ACTIVITY >>
Check every line of the data below for the string "FcsWriter", and copy the ones that hold it.

AVAILABLE DATA >>
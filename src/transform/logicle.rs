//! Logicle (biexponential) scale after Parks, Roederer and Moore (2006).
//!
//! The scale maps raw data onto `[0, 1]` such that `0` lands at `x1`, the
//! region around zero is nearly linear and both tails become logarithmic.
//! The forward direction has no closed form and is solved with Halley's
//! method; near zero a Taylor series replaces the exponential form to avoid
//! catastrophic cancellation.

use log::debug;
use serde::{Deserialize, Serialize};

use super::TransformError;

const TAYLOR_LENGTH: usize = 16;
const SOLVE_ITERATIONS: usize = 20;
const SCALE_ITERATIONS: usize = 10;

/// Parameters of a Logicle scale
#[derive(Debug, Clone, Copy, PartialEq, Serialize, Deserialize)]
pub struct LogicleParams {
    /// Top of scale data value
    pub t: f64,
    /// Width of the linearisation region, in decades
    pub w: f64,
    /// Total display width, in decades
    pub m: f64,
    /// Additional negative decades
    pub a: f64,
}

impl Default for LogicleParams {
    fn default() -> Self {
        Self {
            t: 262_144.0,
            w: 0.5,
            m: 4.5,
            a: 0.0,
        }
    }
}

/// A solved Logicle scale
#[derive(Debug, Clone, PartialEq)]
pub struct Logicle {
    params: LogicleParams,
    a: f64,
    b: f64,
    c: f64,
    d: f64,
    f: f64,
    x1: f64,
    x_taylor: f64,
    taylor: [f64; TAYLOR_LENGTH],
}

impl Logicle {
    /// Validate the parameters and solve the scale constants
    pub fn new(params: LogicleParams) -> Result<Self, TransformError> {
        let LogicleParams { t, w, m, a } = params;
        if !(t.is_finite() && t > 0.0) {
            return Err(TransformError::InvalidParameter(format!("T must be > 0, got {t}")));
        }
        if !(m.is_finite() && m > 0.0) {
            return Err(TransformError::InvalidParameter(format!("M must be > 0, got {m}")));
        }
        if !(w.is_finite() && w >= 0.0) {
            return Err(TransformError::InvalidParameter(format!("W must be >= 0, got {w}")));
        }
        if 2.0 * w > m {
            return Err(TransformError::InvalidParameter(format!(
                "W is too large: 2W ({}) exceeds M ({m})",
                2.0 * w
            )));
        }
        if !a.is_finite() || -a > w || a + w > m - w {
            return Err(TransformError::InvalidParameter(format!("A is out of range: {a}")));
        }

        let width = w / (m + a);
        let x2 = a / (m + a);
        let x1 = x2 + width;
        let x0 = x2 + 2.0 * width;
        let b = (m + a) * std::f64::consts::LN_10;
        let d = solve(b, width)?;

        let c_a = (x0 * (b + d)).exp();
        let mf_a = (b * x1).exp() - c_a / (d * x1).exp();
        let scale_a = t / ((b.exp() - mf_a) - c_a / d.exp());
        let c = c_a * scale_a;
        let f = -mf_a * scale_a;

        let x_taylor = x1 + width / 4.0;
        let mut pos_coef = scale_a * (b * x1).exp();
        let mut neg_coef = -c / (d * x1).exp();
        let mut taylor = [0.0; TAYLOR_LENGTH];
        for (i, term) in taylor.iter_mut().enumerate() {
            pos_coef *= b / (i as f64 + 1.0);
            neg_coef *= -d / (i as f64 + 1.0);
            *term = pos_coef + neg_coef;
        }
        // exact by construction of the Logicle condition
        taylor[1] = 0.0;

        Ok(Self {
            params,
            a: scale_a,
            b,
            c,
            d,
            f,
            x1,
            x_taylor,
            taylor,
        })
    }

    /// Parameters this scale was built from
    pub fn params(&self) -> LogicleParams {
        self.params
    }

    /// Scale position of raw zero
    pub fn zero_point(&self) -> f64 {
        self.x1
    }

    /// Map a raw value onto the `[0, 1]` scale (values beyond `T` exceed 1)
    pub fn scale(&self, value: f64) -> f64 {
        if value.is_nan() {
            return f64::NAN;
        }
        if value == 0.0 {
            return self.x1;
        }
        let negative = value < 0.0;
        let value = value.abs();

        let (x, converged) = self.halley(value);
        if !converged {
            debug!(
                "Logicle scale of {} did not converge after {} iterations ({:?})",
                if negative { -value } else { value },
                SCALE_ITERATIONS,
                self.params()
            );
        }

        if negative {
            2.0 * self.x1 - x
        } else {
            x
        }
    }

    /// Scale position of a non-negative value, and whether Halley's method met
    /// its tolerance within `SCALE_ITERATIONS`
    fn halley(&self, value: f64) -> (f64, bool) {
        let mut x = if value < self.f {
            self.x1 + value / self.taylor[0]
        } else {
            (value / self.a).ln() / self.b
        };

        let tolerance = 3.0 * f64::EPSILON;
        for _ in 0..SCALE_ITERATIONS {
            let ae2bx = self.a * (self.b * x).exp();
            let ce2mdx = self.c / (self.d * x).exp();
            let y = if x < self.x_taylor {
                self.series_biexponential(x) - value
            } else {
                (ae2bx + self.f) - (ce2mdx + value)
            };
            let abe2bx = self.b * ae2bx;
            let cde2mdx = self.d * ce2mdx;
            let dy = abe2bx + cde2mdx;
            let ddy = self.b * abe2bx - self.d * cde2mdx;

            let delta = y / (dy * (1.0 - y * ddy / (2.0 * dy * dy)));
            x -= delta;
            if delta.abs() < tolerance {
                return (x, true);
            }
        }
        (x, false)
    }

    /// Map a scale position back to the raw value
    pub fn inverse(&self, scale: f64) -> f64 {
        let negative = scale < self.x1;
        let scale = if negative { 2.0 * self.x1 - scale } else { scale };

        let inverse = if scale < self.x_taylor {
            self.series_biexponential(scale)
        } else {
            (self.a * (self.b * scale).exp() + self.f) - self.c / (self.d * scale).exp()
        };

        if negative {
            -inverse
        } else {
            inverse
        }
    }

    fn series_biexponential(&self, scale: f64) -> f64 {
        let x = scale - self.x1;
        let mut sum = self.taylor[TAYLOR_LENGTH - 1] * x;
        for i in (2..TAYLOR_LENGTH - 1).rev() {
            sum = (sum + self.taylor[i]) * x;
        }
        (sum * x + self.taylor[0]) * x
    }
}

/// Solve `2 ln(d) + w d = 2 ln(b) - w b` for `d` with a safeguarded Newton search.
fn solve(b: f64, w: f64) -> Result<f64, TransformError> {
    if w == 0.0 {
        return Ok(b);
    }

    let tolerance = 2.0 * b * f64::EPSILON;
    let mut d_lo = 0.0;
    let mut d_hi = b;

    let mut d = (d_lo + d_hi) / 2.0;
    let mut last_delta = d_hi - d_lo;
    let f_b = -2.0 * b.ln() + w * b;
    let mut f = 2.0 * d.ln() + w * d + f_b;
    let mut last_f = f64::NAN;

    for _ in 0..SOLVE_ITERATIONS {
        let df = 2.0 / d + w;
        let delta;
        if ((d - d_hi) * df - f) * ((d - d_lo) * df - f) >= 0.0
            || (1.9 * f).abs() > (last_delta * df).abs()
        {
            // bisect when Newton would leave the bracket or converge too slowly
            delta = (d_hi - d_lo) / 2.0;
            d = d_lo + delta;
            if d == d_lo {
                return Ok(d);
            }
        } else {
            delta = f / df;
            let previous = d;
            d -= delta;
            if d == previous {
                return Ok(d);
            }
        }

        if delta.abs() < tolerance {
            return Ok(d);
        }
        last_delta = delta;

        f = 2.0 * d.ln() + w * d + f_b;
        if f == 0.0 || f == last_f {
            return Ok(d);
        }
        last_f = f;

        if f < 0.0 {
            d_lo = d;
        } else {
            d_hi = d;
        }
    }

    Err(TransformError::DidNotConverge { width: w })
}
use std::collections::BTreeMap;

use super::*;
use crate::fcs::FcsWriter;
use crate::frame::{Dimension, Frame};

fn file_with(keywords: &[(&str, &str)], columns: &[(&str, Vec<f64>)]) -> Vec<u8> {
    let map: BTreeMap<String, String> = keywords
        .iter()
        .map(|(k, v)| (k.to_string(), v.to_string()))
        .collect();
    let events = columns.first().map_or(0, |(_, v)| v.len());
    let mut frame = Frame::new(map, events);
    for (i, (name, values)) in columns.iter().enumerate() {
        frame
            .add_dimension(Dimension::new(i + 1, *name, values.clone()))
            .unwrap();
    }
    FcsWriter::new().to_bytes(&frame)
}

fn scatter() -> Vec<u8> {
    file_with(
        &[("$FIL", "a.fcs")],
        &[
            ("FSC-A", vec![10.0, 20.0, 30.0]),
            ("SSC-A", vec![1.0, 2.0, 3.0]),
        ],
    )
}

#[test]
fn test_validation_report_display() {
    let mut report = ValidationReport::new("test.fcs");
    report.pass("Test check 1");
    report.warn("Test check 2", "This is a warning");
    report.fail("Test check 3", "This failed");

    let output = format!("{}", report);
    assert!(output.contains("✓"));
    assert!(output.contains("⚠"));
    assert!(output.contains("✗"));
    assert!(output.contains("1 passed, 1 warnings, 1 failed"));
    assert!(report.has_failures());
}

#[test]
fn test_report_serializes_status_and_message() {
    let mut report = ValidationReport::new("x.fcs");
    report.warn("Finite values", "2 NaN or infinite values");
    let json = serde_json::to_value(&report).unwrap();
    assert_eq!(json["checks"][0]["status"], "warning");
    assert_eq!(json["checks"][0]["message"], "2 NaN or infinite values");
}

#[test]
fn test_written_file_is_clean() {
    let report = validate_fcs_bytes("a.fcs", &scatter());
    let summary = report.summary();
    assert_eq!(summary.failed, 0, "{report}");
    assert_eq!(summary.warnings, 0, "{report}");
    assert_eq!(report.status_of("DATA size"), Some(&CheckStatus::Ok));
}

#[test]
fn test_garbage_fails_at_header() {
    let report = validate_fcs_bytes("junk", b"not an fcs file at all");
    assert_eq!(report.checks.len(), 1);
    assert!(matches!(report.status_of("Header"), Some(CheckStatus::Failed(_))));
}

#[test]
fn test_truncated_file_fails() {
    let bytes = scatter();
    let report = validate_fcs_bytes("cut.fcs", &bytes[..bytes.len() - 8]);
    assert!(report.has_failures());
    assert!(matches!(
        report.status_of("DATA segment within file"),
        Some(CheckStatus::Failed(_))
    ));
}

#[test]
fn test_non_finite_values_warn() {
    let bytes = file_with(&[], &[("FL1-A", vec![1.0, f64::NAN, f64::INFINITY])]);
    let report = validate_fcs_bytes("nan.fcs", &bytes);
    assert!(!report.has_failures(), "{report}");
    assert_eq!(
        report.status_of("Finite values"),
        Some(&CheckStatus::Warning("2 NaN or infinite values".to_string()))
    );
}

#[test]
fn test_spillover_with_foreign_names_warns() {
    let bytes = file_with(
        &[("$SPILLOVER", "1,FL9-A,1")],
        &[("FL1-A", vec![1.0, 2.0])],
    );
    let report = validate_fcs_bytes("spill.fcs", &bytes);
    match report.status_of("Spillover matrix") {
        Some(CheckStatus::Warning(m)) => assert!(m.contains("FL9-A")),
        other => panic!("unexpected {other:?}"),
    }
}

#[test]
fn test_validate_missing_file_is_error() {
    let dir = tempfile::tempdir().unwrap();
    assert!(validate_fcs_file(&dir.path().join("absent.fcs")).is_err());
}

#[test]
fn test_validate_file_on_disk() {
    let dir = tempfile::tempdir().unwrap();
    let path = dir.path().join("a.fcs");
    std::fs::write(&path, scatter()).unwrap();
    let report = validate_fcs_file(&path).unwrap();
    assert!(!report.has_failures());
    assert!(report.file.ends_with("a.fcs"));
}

ANSWER FOR THE TASK >>
use crate::fcs::FcsWriter;
    FcsWriter::new().to_bytes(&frame)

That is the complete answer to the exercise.